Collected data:
━━━━━━━━

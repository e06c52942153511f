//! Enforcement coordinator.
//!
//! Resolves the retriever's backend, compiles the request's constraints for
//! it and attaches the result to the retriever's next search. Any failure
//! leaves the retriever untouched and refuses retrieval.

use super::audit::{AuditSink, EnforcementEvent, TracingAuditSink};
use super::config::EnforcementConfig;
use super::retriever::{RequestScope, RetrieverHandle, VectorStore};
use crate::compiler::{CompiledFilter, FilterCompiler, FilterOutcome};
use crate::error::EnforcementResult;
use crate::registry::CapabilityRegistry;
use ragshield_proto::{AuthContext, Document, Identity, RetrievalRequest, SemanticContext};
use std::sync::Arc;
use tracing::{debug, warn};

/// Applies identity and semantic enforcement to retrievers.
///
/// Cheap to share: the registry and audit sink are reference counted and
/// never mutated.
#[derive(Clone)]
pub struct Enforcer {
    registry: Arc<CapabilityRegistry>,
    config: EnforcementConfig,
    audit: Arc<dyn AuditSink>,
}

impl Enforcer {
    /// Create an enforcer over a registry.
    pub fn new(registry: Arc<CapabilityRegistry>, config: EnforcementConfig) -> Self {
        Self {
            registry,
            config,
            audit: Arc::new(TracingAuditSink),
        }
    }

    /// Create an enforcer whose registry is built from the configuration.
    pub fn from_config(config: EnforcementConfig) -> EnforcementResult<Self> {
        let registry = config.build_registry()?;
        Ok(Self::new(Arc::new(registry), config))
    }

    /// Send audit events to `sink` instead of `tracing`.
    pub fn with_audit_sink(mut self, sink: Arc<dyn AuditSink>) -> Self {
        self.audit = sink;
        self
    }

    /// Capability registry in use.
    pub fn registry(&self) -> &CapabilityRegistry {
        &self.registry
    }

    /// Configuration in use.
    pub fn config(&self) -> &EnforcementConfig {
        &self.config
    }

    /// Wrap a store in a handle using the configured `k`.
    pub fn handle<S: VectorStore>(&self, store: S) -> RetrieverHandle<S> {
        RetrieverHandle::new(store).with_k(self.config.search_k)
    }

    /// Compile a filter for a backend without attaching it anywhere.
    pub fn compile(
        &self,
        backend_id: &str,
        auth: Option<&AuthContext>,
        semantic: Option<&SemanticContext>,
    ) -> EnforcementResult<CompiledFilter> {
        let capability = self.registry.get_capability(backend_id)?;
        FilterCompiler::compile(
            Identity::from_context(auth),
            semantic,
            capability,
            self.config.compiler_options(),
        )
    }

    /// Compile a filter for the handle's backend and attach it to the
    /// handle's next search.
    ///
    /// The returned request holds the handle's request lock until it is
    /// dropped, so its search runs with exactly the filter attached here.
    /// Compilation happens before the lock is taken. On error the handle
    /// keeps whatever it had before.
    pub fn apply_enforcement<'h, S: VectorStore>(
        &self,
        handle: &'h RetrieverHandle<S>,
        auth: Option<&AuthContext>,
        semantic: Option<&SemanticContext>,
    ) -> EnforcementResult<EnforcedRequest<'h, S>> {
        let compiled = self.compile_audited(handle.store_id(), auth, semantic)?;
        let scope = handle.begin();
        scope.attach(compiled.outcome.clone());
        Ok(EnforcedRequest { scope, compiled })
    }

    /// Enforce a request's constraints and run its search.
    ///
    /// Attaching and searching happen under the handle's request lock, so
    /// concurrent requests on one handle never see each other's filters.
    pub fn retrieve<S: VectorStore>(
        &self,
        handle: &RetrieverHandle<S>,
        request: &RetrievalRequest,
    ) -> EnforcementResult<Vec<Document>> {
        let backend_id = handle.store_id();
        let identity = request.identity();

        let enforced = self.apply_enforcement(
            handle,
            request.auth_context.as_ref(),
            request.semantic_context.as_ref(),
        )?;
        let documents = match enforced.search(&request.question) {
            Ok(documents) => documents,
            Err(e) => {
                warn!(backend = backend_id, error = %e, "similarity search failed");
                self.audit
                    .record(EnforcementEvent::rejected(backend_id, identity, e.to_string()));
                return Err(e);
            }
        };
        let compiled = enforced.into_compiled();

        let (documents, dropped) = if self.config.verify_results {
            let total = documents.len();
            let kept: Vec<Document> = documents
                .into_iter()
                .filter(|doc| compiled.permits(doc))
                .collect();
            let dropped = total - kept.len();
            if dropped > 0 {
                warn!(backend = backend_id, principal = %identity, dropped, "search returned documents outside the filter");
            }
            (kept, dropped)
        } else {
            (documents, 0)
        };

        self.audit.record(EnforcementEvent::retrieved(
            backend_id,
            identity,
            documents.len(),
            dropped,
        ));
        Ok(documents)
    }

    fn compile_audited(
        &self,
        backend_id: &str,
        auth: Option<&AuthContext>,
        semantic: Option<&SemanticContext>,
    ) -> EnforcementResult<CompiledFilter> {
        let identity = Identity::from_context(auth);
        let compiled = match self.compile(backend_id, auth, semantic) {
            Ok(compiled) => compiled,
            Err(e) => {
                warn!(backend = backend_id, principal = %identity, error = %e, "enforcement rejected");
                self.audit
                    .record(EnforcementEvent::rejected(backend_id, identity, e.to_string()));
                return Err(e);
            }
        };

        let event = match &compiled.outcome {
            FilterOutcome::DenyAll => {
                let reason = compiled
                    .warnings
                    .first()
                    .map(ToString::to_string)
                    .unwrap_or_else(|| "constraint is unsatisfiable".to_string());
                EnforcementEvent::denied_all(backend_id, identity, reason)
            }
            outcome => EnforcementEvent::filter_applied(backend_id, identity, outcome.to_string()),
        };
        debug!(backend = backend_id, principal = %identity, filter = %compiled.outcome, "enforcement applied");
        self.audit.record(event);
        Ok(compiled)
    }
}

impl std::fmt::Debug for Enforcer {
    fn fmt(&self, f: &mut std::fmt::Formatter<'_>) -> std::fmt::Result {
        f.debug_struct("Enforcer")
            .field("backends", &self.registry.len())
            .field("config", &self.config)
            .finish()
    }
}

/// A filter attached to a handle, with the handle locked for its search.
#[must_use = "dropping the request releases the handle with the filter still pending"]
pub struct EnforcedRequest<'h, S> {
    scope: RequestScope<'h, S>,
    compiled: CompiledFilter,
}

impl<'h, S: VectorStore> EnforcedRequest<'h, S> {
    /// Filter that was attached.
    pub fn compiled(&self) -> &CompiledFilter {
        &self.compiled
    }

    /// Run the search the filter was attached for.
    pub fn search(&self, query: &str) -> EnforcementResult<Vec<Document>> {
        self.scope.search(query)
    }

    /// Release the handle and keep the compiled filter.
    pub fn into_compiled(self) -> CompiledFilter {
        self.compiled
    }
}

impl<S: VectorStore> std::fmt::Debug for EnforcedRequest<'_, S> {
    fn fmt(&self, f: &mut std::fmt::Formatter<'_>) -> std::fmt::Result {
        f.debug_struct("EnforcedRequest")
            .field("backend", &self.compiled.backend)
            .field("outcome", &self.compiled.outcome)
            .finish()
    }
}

━━━━━━━━

All lines of the data above that include the word "EnforcedRequest" must be shown.

    ) -> EnforcementResult<EnforcedRequest<'h, S>> {
        Ok(EnforcedRequest { scope, compiled })
pub struct EnforcedRequest<'h, S> {
impl<'h, S: VectorStore> EnforcedRequest<'h, S> {
impl<S: VectorStore> std::fmt::Debug for EnforcedRequest<'_, S> {
        f.debug_struct("EnforcedRequest")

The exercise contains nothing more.